Go ahead, laugh at the fox. It only shows your own insecurities.

New Glarus Laughing Fox, Kristal Weizen, 4.5% abv

Alright, enough beating up on other states, time to enjoy winter in Wisconsi- ok fine, on with the review.

A: Well I get the weizen, there’s a deep gold hue like those peddlers in those rich diverse ethnic markets in Milwaukee [FN1 never been there.] It has a rich foamy frothy carbonation that is astounding. Literally, I polished my monocle and pulled a double take at the soapy overflow. Been polishing my monocle quite a bit recently.

S: This has a great cinnamon, clove, banana and belgian trappist ester finish to it. Smells like nana’s blanket that she cools pies upon. New Glarus burned me so bad with the Wisconsin Red and Tart that that Berliner Weiss and R+D Geuze brought me back to neutral, this might just win me over.

This beer makes me feel like I am the butt of an intelligent joke that I just don't apprehend.

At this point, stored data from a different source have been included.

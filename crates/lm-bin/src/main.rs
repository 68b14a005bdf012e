use std::io::Write;
use std::path::Path;
use std::sync::Once;
use std::sync::atomic::Ordering;

use anyhow::{Context, Result, anyhow};
use clap::Parser;
use core_actions::MoveDirection;
use core_config::{Config, LogConfig};
use core_events::{
    COMMANDS_DISPATCHED, COMMANDS_UNHANDLED, CommandEvent, CommandRegistry, CommandTarget, Event,
    event_channel,
};
use core_plugin::{EditorHost, LineMoverPackage, LocalHost};
use core_text::{Buffer, NormalizedText, TextBuffer, normalize_line_endings};
use tracing::{debug, info, warn};
use tracing_appender::non_blocking::WorkerGuard;

mod cli;

use cli::Args;

struct AppStartup {
    log_guard: Option<WorkerGuard>,
}

impl AppStartup {
    fn new() -> Self {
        Self { log_guard: None }
    }

    fn configure_logging(&mut self, log: &LogConfig) -> Result<()> {
        std::fs::create_dir_all(&log.directory).with_context(|| {
            format!("creating log directory {}", log.directory.display())
        })?;
        let file_appender = tracing_appender::rolling::never(&log.directory, &log.file);
        let (nb_writer, guard) = tracing_appender::non_blocking(file_appender);
        // RUST_LOG wins over the configured directive.
        let filter = tracing_subscriber::EnvFilter::try_from_default_env()
            .unwrap_or_else(|_| tracing_subscriber::EnvFilter::new(&log.filter));
        match tracing_subscriber::fmt()
            .with_env_filter(filter)
            .with_ansi(false)
            .with_writer(nb_writer)
            .try_init()
        {
            Ok(_) => {
                self.log_guard = Some(guard);
            }
            Err(_err) => {
                // Global subscriber already installed; dropping the guard stops the writer.
            }
        }
        Ok(())
    }

    fn install_panic_hook() {
        static HOOK: Once = Once::new();
        HOOK.call_once(|| {
            let default_panic = std::panic::take_hook();
            std::panic::set_hook(Box::new(move |info| {
                tracing::error!(target: "runtime.panic", ?info, "panic");
                default_panic(info);
            }));
        });
    }
}

/// File contents ready to load into a buffer.
struct OpenedFile {
    name: String,
    text: NormalizedText,
}

fn read_file(path: &Path) -> Result<OpenedFile> {
    let content =
        std::fs::read_to_string(path).with_context(|| format!("reading {}", path.display()))?;
    let text = normalize_line_endings(&content);
    let name = path
        .file_name()
        .and_then(|s| s.to_str())
        .unwrap_or("file")
        .to_string();
    debug!(
        target: "io",
        file = %path.display(),
        size_bytes = content.len(),
        line_ending = ?text.original,
        mixed = text.mixed,
        "file_read_ok"
    );
    Ok(OpenedFile { name, text })
}

/// Feed `commands` through the bounded event channel and dispatch them one at a time.
async fn run_commands(
    registry: &CommandRegistry,
    target: CommandTarget,
    commands: Vec<MoveDirection>,
) -> Result<()> {
    let (tx, mut rx) = event_channel();
    let producer = tokio::spawn(async move {
        for direction in commands {
            if tx
                .send(Event::invoke(target, direction.command()))
                .await
                .is_err()
            {
                return;
            }
        }
        let _ = tx.send(Event::Shutdown).await;
    });

    while let Some(event) = rx.recv().await {
        match event {
            Event::Command(CommandEvent::Invoke { target, name }) => {
                let handled = registry
                    .dispatch(target, &name)
                    .with_context(|| format!("running {name} on {target}"))?;
                if !handled {
                    warn!(target: "runtime", cmd_target = %target, command = %name, "command_not_bound");
                }
            }
            Event::Shutdown => break,
        }
    }
    producer.await.context("command producer task failed")?;
    Ok(())
}

#[tokio::main(flavor = "current_thread")]
async fn main() -> Result<()> {
    let args = Args::parse();
    let config: Config = core_config::load_from(args.config.clone())?;

    let mut startup = AppStartup::new();
    startup.configure_logging(&config.file.log)?;
    AppStartup::install_panic_hook();
    if let Some(failure) = &config.parse_failure {
        warn!(
            target: "config",
            path = %failure.path.display(),
            error = %failure.error,
            "config_parse_failed_using_defaults"
        );
    }
    info!(
        target: "runtime",
        config = config.source.as_ref().map(|p| p.display().to_string()).as_deref(),
        commands = args.commands.len(),
        "startup"
    );

    let opened = read_file(&args.path)?;
    let mut buffer = Buffer::from_str(opened.name.as_str(), opened.text.body())?;
    buffer
        .set_selection(args.select)
        .with_context(|| format!("selection outside {}", args.path.display()))?;

    let host = LocalHost::new();
    let mut package = LineMoverPackage::activate(&host);
    let editor = host.open(&opened.name, buffer);

    run_commands(&host.commands(), editor.target, args.commands).await?;

    let text = editor
        .buffer
        .lock()
        .map_err(|_| anyhow!("buffer lock poisoned"))?
        .text();
    package.deactivate();
    host.close(editor.target);

    let ending = config.file.output.line_ending.resolve(opened.text.original);
    let mut output = ending.restore(&text);
    if opened.text.had_trailing_newline {
        output.push_str(ending.as_str());
    }
    if args.in_place {
        std::fs::write(&args.path, &output)
            .with_context(|| format!("writing {}", args.path.display()))?;
        info!(target: "io", file = %args.path.display(), bytes = output.len(), "file_write_ok");
    } else {
        let mut stdout = std::io::stdout().lock();
        stdout.write_all(output.as_bytes())?;
        stdout.flush()?;
    }

    info!(
        target: "runtime",
        dispatched = COMMANDS_DISPATCHED.load(Ordering::Relaxed),
        unhandled = COMMANDS_UNHANDLED.load(Ordering::Relaxed),
        "shutdown"
    );
    Ok(())
}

T: This is difficult to describe because it’s like describing the absence of a quality to prove its existence, the old History channel/John Locke/every epistemologist way of things. I hope you are very perceptive because the banana and clo- its gone. That fast. This makes the taste of Rolling Rock seem resonant by contrast. I feel like posting a Craigslist missed encounters ad because the half second is so sweet. But, then again, my inbox is already full of so many penis .gifs, I will refrain.

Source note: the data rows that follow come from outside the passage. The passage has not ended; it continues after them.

//! Rope-backed text buffer.

use anyhow::Result;
use ropey::Rope;
use tracing::trace;

use crate::{Position, Selection, TextBuffer, TextError};

/// A text buffer backed by a `ropey::Rope` plus the single selection it owns.
#[derive(Clone)]
pub struct Buffer {
    rope: Rope,
    pub name: String,
    selection: Selection,
}

impl std::fmt::Debug for Buffer {
    fn fmt(&self, f: &mut std::fmt::Formatter<'_>) -> std::fmt::Result {
        f.debug_struct("Buffer")
            .field("name", &self.name)
            .field("lines", &self.line_count())
            .field("selection", &self.selection)
            .finish()
    }
}

impl Buffer {
    /// Construct a buffer from an in-memory string slice. The cursor starts at the origin.
    pub fn from_str(name: impl Into<String>, content: &str) -> Result<Self> {
        Ok(Self {
            rope: Rope::from_str(content),
            name: name.into(),
            selection: Selection::default(),
        })
    }

    /// Total number of lines. A trailing newline yields a final empty line.
    pub fn line_count(&self) -> usize {
        self.rope.len_lines()
    }

    /// Char length of a line excluding its newline; 0 when out of range.
    pub fn line_char_len(&self, idx: usize) -> usize {
        if idx >= self.rope.len_lines() {
            return 0;
        }
        let line = self.rope.line(idx);
        let n = line.len_chars();
        if n > 0 && line.char(n - 1) == '\n' {
            n - 1
        } else {
            n
        }
    }

    /// Whole document as a `String`.
    pub fn text(&self) -> String {
        self.rope.to_string()
    }

    /// Every line without terminators.
    pub fn lines(&self) -> Vec<String> {
        (0..self.line_count())
            .filter_map(|idx| self.line(idx))
            .collect()
    }

    /// Absolute char index for `pos`, clipped to the document.
    fn char_index(&self, pos: Position) -> usize {
        if pos.line >= self.rope.len_lines() {
            return self.rope.len_chars();
        }
        self.rope.line_to_char(pos.line) + pos.column.min(self.line_char_len(pos.line))
    }

    fn clip_selection(&mut self) {
        let count = self.line_count();
        let mut anchor = self.selection.anchor;
        let mut head = self.selection.head;
        anchor.clamp_to(count, |l| self.line_char_len(l));
        head.clamp_to(count, |l| self.line_char_len(l));
        self.selection = Selection::new(anchor, head);
    }

    fn check_position(&self, pos: Position) -> Result<(), TextError> {
        let last_line = self.last_line();
        if pos.line > last_line {
            return Err(TextError::LineOutOfRange {
                line: pos.line,
                last_line,
            });
        }
        let len = self.line_char_len(pos.line);
        if pos.column > len {
            return Err(TextError::ColumnOutOfRange {
                line: pos.line,
                column: pos.column,
                len,
            });
        }
        Ok(())
    }
}

impl TextBuffer for Buffer {
    fn last_line(&self) -> usize {
        // ropey always reports at least one line, even for empty text.
        self.rope.len_lines().saturating_sub(1)
    }

    fn line(&self, index: usize) -> Option<String> {
        if index >= self.rope.len_lines() {
            return None;
        }
        let mut s = self.rope.line(index).to_string();
        if s.ends_with('\n') {
            s.pop();
        }
        Some(s)
    }

    fn selection(&self) -> Selection {
        self.selection
    }

    fn set_selection(&mut self, selection: Selection) -> Result<(), TextError> {
        self.check_position(selection.anchor)?;
        self.check_position(selection.head)?;
        self.selection = selection;
        Ok(())
    }

    fn replace_range(
        &mut self,
        text: &str,
        from: Position,
        to: Position,
    ) -> Result<(), TextError> {
        let start = self.char_index(from);
        let end = self.char_index(to);
        if start > end {
            return Err(TextError::InvertedRange { from, to });
        }
        self.rope.remove(start..end);
        self.rope.insert(start, text);
        self.clip_selection();
        trace!(
            target: "text.buffer",
            buffer = self.name.as_str(),
            start,
            end,
            inserted_chars = text.chars().count(),
            lines = self.line_count(),
            "replace_range"
        );
        Ok(())
    }
}

#[cfg(test)]
mod tests {
    use super::*;
    use pretty_assertions::assert_eq;

    #[test]
    fn create_buffer_and_read_line() {
        let b = Buffer::from_str("test", "hello\nworld").unwrap();
        assert_eq!(b.line_count(), 2);
        assert_eq!(b.last_line(), 1);
        assert_eq!(b.line(0).as_deref(), Some("hello"));
        assert_eq!(b.line(1).as_deref(), Some("world"));
        assert_eq!(b.line(2), None);
    }

    #[test]
    fn trailing_newline_yields_empty_last_line() {
        let b = Buffer::from_str("t", "a\nb\n").unwrap();
        assert_eq!(b.lines(), vec!["a", "b", ""]);
        assert_eq!(b.line_char_len(2), 0);
    }

    #[test]
    fn carriage_return_stays_in_line_content() {
        let b = Buffer::from_str("t", "a\r\nb").unwrap();
        assert_eq!(b.line_count(), 2);
        assert_eq!(b.line(0).as_deref(), Some("a\r"));
    }

    #[test]
    fn replace_whole_lines() {
        let mut b = Buffer::from_str("t", "a\nb\nc").unwrap();
        b.replace_range("x\ny\n", Position::new(0, 0), Position::new(2, 0))
            .unwrap();
        assert_eq!(b.text(), "x\ny\nc");
    }

    #[test]
    fn replace_clips_end_past_document() {
        let mut b = Buffer::from_str("t", "a\nb").unwrap();
        b.replace_range("b\na", Position::new(0, 0), Position::new(2, 0))
            .unwrap();
        assert_eq!(b.text(), "b\na");
        assert_eq!(b.line_count(), 2);
    }

    #[test]
    fn replace_counts_columns_in_chars() {
        let mut b = Buffer::from_str("t", "héllo\nwörld").unwrap();
        b.replace_range("E", Position::new(0, 1), Position::new(0, 2))
            .unwrap();
        assert_eq!(b.line(0).as_deref(), Some("hEllo"));
        assert_eq!(b.line_char_len(1), 5);
    }

    #[test]
    fn inverted_range_rejected() {
        let mut b = Buffer::from_str("t", "a\nb").unwrap();
        let err = b
            .replace_range("", Position::new(1, 0), Position::new(0, 0))
            .unwrap_err();
        assert!(matches!(err, TextError::InvertedRange { .. }));
        assert_eq!(b.text(), "a\nb");
    }

    #[test]
    fn set_selection_validates_positions() {
        let mut b = Buffer::from_str("t", "ab\nc").unwrap();
        let ok = Selection::new(Position::new(1, 1), Position::new(0, 2));
        b.set_selection(ok).unwrap();
        assert_eq!(b.selection(), ok);
        assert_eq!(b.cursor_start(), Position::new(0, 2));
        assert_eq!(b.cursor_end(), Position::new(1, 1));

        let past_line = Selection::collapsed(Position::new(2, 0));
        assert_eq!(
            b.set_selection(past_line),
            Err(TextError::LineOutOfRange {
                line: 2,
                last_line: 1
            })
        );
        let past_col = Selection::collapsed(Position::new(1, 3));
        assert!(matches!(
            b.set_selection(past_col),
            Err(TextError::ColumnOutOfRange { len: 1, .. })
        ));
        assert_eq!(b.selection(), ok);
    }

    #[test]
    fn selection_clipped_after_shrinking_replace() {
        let mut b = Buffer::from_str("t", "abc\ndef").unwrap();
        b.set_selection(Selection::collapsed(Position::new(1, 3)))
            .unwrap();
        b.replace_range("", Position::new(0, 3), Position::new(2, 0))
            .unwrap();
        assert_eq!(b.text(), "abc");
        assert_eq!(b.selection(), Selection::collapsed(Position::new(0, 3)));
    }
}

M: Well, imagine the evanescent taste and- yup the mouthfeel is gone. Are you even drinking beer? It’s an exercise in rationalism, its like ding an sich, I dont know if this beer really exists because it is a ghost and I have almost no faculty to apprehend it. Grasping at the watery malt phantom is frustrating and perhaps brilliant marketing because the glass just menacingly drains. I am like the reverse version of Mickey Mouse in Fantasia, you know when he, wait what?

It aspires to greatness, but, something is off.

D: I guess extremely? This depends on if you enjoy your beers seen and not heard [FN2 tasted.] You could seem like a complete champion drinking a case of these at a party, providing you take your old cranberry pills first. Just, lots of urine, that’s basically what I am getting at here. The sweet lil honey ester kiss is like a 5th grade smooch and then, boom gone, and you’re left with empty beer bottles, just like 5th grade. Cursive is hard.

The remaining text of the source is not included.